Coreco director Andrew Montlake says: “Age should never be the defining factor on lending, it is about plausibility and affordability. Retirement has changed; many pensioners continue to work and have income from various sources. As long as they can provide affordability then their age shouldn’t matter.”
DC Financial Solutions director David Clark adds: “It seems stupid not to allow interest-only mortgages to older borrowers. The regulator needs to treat people like grown-ups. As long as people are aware they are not repaying the capital and understand the product then they should be allowed to do what they want.”
While experts say there should still be limitations – such as a maximum loan-to-value of 75 per cent, for example – they say the current criteria are a barrier to lending.
Clark says: “It seems as though the regulator is penalising people today for mistakes which were made in the past.”
Montlake adds: “If the client has have been advised professionally and correctly, and the loan is sensibly underwritten, there is no reason that older borrowers should not be able to take out an interest-only mortgage.”
If the FCA’s proposals go through it would see retirement interest-only mortgages and lifetime mortgages separated out. But some experts are concerned that this could hit the equity release market.
Retirement Advantage Equity Release head of marketing Alice Watson says: “Retirees should ensure they are considering the full range of solutions available to them. Lifetime mortgages are a viable and flexible option, and provide a number of safeguards that the proposed retirement interest-only mortgages may not offer.”

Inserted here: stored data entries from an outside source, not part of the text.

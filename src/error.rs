//! Error types for the mediscan library.
//!
//! One enum covers both halves of the system:
//!
//! * **Ingestion errors** — the uploaded file could not be turned into a
//!   normalized image (wrong media type, corrupt PDF). The caller must fully
//!   reset its session state: nothing partial survives a failed ingest.
//!
//! * **Analysis errors** — the external analysis service rejected or failed
//!   the request. The normalized image is still valid; the caller keeps it
//!   so the user can retry without re-uploading.
//!
//! None of these are retried automatically. Every variant carries a message
//! fit for direct display; retry is always a human decision.

use std::path::PathBuf;
use thiserror::Error;

/// All errors returned by the mediscan library.
#[derive(Debug, Error)]
pub enum MediScanError {
    // ── Ingestion errors ──────────────────────────────────────────────────
    /// The file's declared media type is neither `image/*` nor
    /// `application/pdf`.
    #[error("Unsupported file type '{media_type}'. Please select a valid image or PDF file.")]
    UnsupportedFileKind { media_type: String },

    /// The PDF byte stream could not be parsed, or the document has no pages.
    #[error("Failed to process PDF: {detail}\nIt might be corrupted or unsupported.")]
    CorruptOrUnsupportedPdf { detail: String },

    /// Input file was not found at the given path.
    #[error("File not found: {}\nCheck the path exists and is readable.", .path.display())]
    FileNotFound { path: PathBuf },

    /// Process does not have read permission on the file.
    #[error("Permission denied reading {}\nTry: chmod +r {}", .path.display(), .path.display())]
    PermissionDenied { path: PathBuf },

    // ── Analysis errors ───────────────────────────────────────────────────
    /// `analyze` was called without a normalized image. No network call is
    /// made on this path.
    #[error("Please select an image or PDF file first.")]
    MissingInput,

    /// The access credential is missing or was rejected by the provider.
    #[error("API key is invalid or missing: {detail}\nEnsure GEMINI_API_KEY is configured correctly.")]
    InvalidCredentials { detail: String },

    /// The underlying error indicates a connectivity problem.
    #[error("Network error: {detail}\nCheck your internet connection and try again.")]
    NetworkFailure { detail: String },

    /// The provider responded, but the text was not valid JSON matching the
    /// analysis schema. Never silently patched.
    #[error("The analysis service returned a malformed response: {detail}")]
    MalformedResponse { detail: String },

    /// Catch-all for provider-side rejection (content filtering, unreadable
    /// image, or any other failure).
    #[error("AI analysis failed: {detail}\nThe document might be blurry, unreadable, or not a valid medical document. Please try again with a clearer image.")]
    AnalysisFailed { detail: String },

    // ── Config errors ─────────────────────────────────────────────────────
    /// Builder validation failed.
    #[error("Invalid configuration: {0}")]
    InvalidConfig(String),

    // ── Catch-all ─────────────────────────────────────────────────────────
    /// Unexpected internal error.
    #[error("Internal error: {0}")]
    Internal(String),
}

impl MediScanError {
    /// Whether the current session image survives this error.
    ///
    /// Ingestion errors invalidate the session; analysis errors leave the
    /// normalized image in place for a human-triggered retry.
    pub fn preserves_image(&self) -> bool {
        matches!(
            self,
            MediScanError::MissingInput
                | MediScanError::InvalidCredentials { .. }
                | MediScanError::NetworkFailure { .. }
                | MediScanError::MalformedResponse { .. }
                | MediScanError::AnalysisFailed { .. }
        )
    }
}

#[cfg(test)]
mod tests {
    use super::*;

    #[test]
    fn unsupported_kind_display() {
        let e = MediScanError::UnsupportedFileKind {
            media_type: "text/plain".into(),
        };
        let msg = e.to_string();
        assert!(msg.contains("text/plain"), "got: {msg}");
        assert!(msg.contains("image or PDF"));
    }

    #[test]
    fn corrupt_pdf_display() {
        let e = MediScanError::CorruptOrUnsupportedPdf {
            detail: "bad xref table".into(),
        };
        assert!(e.to_string().contains("bad xref table"));
        assert!(e.to_string().contains("corrupted or unsupported"));
    }

    #[test]
    fn analysis_failed_guides_retry() {
        let e = MediScanError::AnalysisFailed {
            detail: "content blocked".into(),
        };
        let msg = e.to_string();
        assert!(msg.contains("clearer image"), "got: {msg}");
    }

    #[test]
    fn ingest_errors_do_not_preserve_image() {
        assert!(!MediScanError::UnsupportedFileKind {
            media_type: "text/plain".into()
        }
        .preserves_image());
        assert!(!MediScanError::CorruptOrUnsupportedPdf {
            detail: "truncated".into()
        }
        .preserves_image());
    }

    #[test]
    fn analysis_errors_preserve_image() {
        assert!(MediScanError::NetworkFailure {
            detail: "connection refused".into()
        }
        .preserves_image());
        assert!(MediScanError::AnalysisFailed {
            detail: "rejected".into()
        }
        .preserves_image());
    }
}
//! The seam between the state machine and the hardware.
//!
//! Everything the receiver does to the outside world goes through this
//! trait: one rearmable timer, the carrier-sense edge interrupt, the
//! photodiode ADC, and the serial sink. The firmware driver implements it
//! over stm32f4 registers; the test harness implements it over a simulated
//! timeline and drives the state machine through whole transmissions on the
//! host.
//!
//! Handler *identity* is not part of the seam. Which state's code runs when
//! the timer fires is decided by the receiver's own handler-owner register,
//! so "attach" and "detach" reduce to arming and disarming the sources.

use crate::clock::Micros;
use core::fmt;

pub trait Board {
    /// Snapshot of the system clock.
    fn now(&self) -> Micros;

    /// One photodiode sample, in ADC units.
    fn sample(&mut self) -> i32;

    /// Arms or disarms the carrier-sense rising-edge interrupt.
    fn listen_carrier(&mut self, on: bool);

    /// Sets the timer period without touching the counter. Takes effect at
    /// the next restart, or at the next reload if the timer is running.
    fn set_timer_period(&mut self, period: Micros);

    /// Zeroes the timer counter and starts it; it then fires once per
    /// period until stopped.
    fn restart_timer(&mut self);

    /// Stops the timer and discards any pending expiry.
    fn stop_timer(&mut self);

    /// Pushes one decoded byte to the serial sink.
    fn emit(&mut self, byte: u8);

    /// Writes a human-readable diagnostic line. Only the terminal
    /// diagnostic state uses this; it must never be called from an ISR.
    fn diag(&mut self, args: fmt::Arguments);

    /// Toggles the debug clock pin. Wired to a spare GPIO under the
    /// `measurement` feature, a no-op otherwise.
    fn debug_edge(&mut self);
}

But advisers fear that if the rules are not relaxed, homeowners could be forced into unsuitable products. Chadney Bulgin mortgage partner Jonathan Clark says: “I regularly come across clients who have a maturing interest-only mortgage with no repayment vehicle in place who are forced either into selling or taking an equity-release product. They usually have a good income and high proportion of equity, so there is no reason a lender shouldn’t extend their term.”